Mayim Bialik On Her Directorial Debut & Passion For Mental Health

How the past two years changed her perspective.

by Natalia Lusinski
Storm Santos
mayim bialik as they made us

Whether you know her from playing the young Bette Midler in Beaches, as the hat-wearing titular character in Blossom, or as Dr. Amy Farrah Fowler in The Big Bang Theory, chances are Mayim Bialik’s been a part of your life in some capacity. And over the years, the child actor has grown her resume to include writer, producer, Jeopardy! host, podcast host, bestselling author, neuroscientist, mental health advocate, and parent. (Whew!) And now, Bialik’s latest film, As They Made Us, marks her directorial debut. The movie, which she also wrote and produced, is out April 8 in theaters and VOD. She really does do it all.

Starring Dustin Hoffman, Candice Bergen, Dianna Agron, and her former Big Bang Theory costar, Simon Helberg, the new comedy-drama is loosely based on Bialik’s life. The film looks at poignant themes: struggles with mental health within a family, a sick father, and siblings who are polar opposites: one trying to take care of everything while the other has been estranged from the family. (Bialik lost her own father in 2015 and spent the next year following the Jewish custom of mourning. After that year, she started working on the screenplay for As They Made Us.)

In an interview with TZR, Bialik explains that even though the film is loosely based on her life and experiences close to her heart, “it’s based on a lot of people’s lives — having this experience with complicated parents and trying to find your way and your independence.” She says she wanted to explore a theme not seen as often onscreen, the sibling dynamic and the tension between them when a parent becomes ill.

When asked how her family felt about her doing the movie and addressing some familial topics in a more public light, Bialik explains that she doesn’t go scene-by-scene into her real-life past. “Everyone has a different story; my mother’s perception is very different than mine,” she says. “This is how I choose to tell stories.” The Call Me Kat star adds that she was very clear with her extended family about this, too, and that there’s a vibe and experience she’s trying to communicate through the film. “I think it’s important to talk about mental health in any and every way we can,” she says. Many films make us laugh and smile and feel great, but she wanted to make sure the film was meaningful and poignant, as well, both on the page and onscreen.

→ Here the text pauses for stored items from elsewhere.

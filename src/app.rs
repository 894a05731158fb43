// src/app.rs
//
// Calculatrice — module App (racine)
// ----------------------------------
// Rôle:
// - Déclarer les sous-modules (etat.rs + vue.rs)
// - Ré-exporter AppCalc (pour main.rs: use crate::app::AppCalc;)
// - Fournir l’impl eframe::App (compatible NATIF + WEB)
// - Traduire le clavier en Evenement (même chemin que les boutons)

pub mod etat;
pub mod vue;

// Ré-export pratique : `use crate::app::AppCalc;`
pub use etat::AppCalc;

use eframe::egui;

use crate::noyau::Evenement;

impl eframe::App for AppCalc {
    fn update(&mut self, ctx: &egui::Context, _frame: &mut eframe::Frame) {
        for ev in evenements_clavier(ctx) {
            self.envoyer(ev);
        }

        egui::CentralPanel::default().show(ctx, |ui| {
            self.ui(ui); // méthode publique (dans vue.rs)
        });
    }
}

/// Clavier :
/// - texte tapé : chiffres, ".", "+ - * /", "=" (et "c" = effacer)
/// - Enter = évaluer ; Escape / Delete = effacer
fn evenements_clavier(ctx: &egui::Context) -> Vec<Evenement> {
    ctx.input(|i| {
        let mut out = Vec::new();
        for e in &i.events {
            match e {
                egui::Event::Text(t) => {
                    out.extend(t.chars().filter_map(|c| Evenement::from_touche(&c.to_string())));
                }
                egui::Event::Key {
                    key, pressed: true, ..
                } => match key {
                    egui::Key::Enter => out.push(Evenement::Evaluer),
                    egui::Key::Escape | egui::Key::Delete => out.push(Evenement::Effacer),
                    _ => {}
                },
                _ => {}
            }
        }
        out
    })
}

Of course, Bialik is no stranger to tackling mental health topics. She and her partner, Jonathan Cohen, started their weekly podcast, Mayim Bialik’s Breakdown, during the pandemic. She says they realized stress and other challenges, like a global pandemic, don’t leave you. The podcast’s tagline is, “Armed with a PhD in neuroscience and plenty of personal experience, I'm breaking down mental health so you don't have to.”

A few of the many guests to the podcast have included Matthew McConaughey, Rainn Wilson, Glennon Doyle, Kelly Clarkson, Tig Notaro, Sarah Silverman, Lamorne Morris, and Kunal Nayyar. “So many people do not even have a basic definition of how they’re feeling,” she says. Whether you’re living with anxiety, depression, stress, etc., Bialik and Cohen aim to help by providing some basic tools to improve mental health, especially for those who don’t have access to a therapist or a mental health professional.

On her own time, Bialik has a personal mental health routine she sticks to as well. “Therapy is a big one,” she says. (She goes twice a week and sometimes more.) “And I did force myself to stop acting like meditation and yoga were not for me. I can do them at home with free YouTube videos. I’m learning poses, learning to sit in discomfort, and learning to lean into that.” She also meditates every day at lunch when she’s at work. (She touts Insight Timer’s guided and music meditations for helping her focus.) “You don’t have to be a superhero to learn how to breathe,” she says. Bialik notes that essential oils, too, can be game-changer in relieving stress, but is aware that “trying to minimize stress is a lifelong process.”

If it seems like Bialik has lived many lifetimes already, it’s probably because she has in a way. After Blossom wrapped in 1995 (and after nearly a decade of working as a child actor) — when she was 19 years old — she decided to go to college to pursue Hebrew and Jewish Studies. “I walked off of people’s TV screens and onto the campus of UCLA,” she says. “I come from an immigrant family where college is really valued.” There, she developed an interested in the brain, she adds, and 12 years later, she earned a PhD in neuroscience and completed her doctorate in the fall of 2007. Her first son was an infant as she completed her coursework. “It was very difficult, but I loved my time there; I loved going to a public university,” she explains. Ever since, aside from her career in the entertainment industry, Bialik’s been very involved in the STEM community, encouraging young women to find an interest in STEM fields: science, technology, engineering, or math.

Of all her jobs, though, Bialik says being a parent is the most significant one. Her sons, Myles and Fred, are teenagers now. “It’s very hard being a working parent, and also a divorced parent,” she says. If someone asks her about something in the future, her first thought is about her sons — where will they be then? “My life does revolve around them. You keep a piece of your children with you wherever you go.”